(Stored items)
********************
//! Tracing/logging setup shared by the binaries and tests.

/// Tracing configuration (filters, output format).
pub mod tracing;

pub use crate::tracing::{LogFormat, UnknownLogFormat};

/// Initialize process-wide tracing with the given output format.
///
/// This is safe to call multiple times; subsequent calls become no-ops.
pub fn init(format: LogFormat) {
    crate::tracing::init(format);
}
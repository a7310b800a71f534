use std::sync::Arc;

use assetdesk_assets::Asset;
use assetdesk_customers::{Customer, Site};
use assetdesk_infra::document_store::{self, InMemoryDocumentStore};
use assetdesk_infra::{DocumentStore, Lifecycle, Placement, Repository, StoreConfig, StoreError};
use assetdesk_infrastructure::InfrastructureLocation;

/// Everything the handlers need, built once around a single document store.
pub struct AppServices {
    store: Arc<dyn DocumentStore>,
    pub customers: Repository<Customer>,
    pub sites: Repository<Site>,
    pub locations: Repository<InfrastructureLocation>,
    pub assets: Repository<Asset>,
    pub lifecycle: Lifecycle,
    pub placement: Placement,
}

impl AppServices {
    pub fn new(store: Arc<dyn DocumentStore>) -> Self {
        Self {
            customers: Repository::new(store.clone()),
            sites: Repository::new(store.clone()),
            locations: Repository::new(store.clone()),
            assets: Repository::new(store.clone()),
            lifecycle: Lifecycle::new(store.clone()),
            placement: Placement::new(store.clone()),
            store,
        }
    }

    /// Services over a fresh in-memory store (dev/tests).
    pub fn in_memory() -> Self {
        Self::new(Arc::new(InMemoryDocumentStore::new()))
    }

    /// Open the configured store backend.
    pub async fn open(config: &StoreConfig) -> Result<Self, StoreError> {
        Ok(Self::new(document_store::open(config).await?))
    }

    /// Close the underlying store (once, at shutdown).
    pub async fn close(&self) {
        self.store.close().await;
    }
}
********************
Scan the records above, then copy out each line that mentions "tests".

//! Tracing/logging setup shared by the binaries and tests.
    /// Services over a fresh in-memory store (dev/tests).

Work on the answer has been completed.